EXERCISE AIM: Please take the records that follow and repeat exactly the lines starting with the line with "pub fn stop(self)" and going on through the line with "for frame in".

---- INFORMATION PROVIDED

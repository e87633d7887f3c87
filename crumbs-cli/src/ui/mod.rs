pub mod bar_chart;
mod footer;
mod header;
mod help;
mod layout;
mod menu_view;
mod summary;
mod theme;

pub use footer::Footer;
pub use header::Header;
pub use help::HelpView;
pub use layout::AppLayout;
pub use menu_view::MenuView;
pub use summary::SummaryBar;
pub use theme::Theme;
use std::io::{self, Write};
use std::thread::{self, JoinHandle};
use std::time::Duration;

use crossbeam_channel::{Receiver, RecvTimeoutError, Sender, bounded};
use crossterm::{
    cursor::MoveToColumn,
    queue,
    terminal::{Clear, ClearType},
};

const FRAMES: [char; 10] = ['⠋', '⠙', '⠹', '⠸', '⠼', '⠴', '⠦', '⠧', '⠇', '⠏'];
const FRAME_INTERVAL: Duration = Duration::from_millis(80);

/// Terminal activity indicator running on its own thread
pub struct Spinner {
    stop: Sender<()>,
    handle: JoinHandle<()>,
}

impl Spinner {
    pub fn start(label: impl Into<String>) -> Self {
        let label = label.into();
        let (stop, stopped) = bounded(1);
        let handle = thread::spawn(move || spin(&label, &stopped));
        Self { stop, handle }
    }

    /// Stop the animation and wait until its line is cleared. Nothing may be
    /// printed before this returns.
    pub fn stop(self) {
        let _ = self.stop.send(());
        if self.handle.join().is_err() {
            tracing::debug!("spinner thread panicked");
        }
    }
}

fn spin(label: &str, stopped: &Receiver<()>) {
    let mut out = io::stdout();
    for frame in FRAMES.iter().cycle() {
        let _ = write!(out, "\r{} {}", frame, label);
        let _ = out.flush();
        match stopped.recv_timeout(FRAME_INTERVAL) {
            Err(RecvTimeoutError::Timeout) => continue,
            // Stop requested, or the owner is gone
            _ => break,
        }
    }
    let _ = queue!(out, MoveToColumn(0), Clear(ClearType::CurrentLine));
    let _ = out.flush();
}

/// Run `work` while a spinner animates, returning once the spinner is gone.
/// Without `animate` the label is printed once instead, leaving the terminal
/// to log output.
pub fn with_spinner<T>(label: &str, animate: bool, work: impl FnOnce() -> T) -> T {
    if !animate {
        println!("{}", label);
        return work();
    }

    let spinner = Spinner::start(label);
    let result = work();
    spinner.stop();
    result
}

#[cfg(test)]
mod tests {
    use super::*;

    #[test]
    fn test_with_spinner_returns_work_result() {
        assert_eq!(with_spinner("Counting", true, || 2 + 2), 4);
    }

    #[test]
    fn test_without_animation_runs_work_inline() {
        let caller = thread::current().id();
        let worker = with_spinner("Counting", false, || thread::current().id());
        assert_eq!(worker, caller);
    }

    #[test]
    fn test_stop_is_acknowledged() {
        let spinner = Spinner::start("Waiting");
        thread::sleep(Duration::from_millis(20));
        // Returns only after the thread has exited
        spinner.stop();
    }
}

--------

ANSWER BOX:
    pub fn stop(self) {
        let _ = self.stop.send(());
        if self.handle.join().is_err() {
            tracing::debug!("spinner thread panicked");
        }
    }
}

fn spin(label: &str, stopped: &Receiver<()>) {
    let mut out = io::stdout();
    for frame in FRAMES.iter().cycle() {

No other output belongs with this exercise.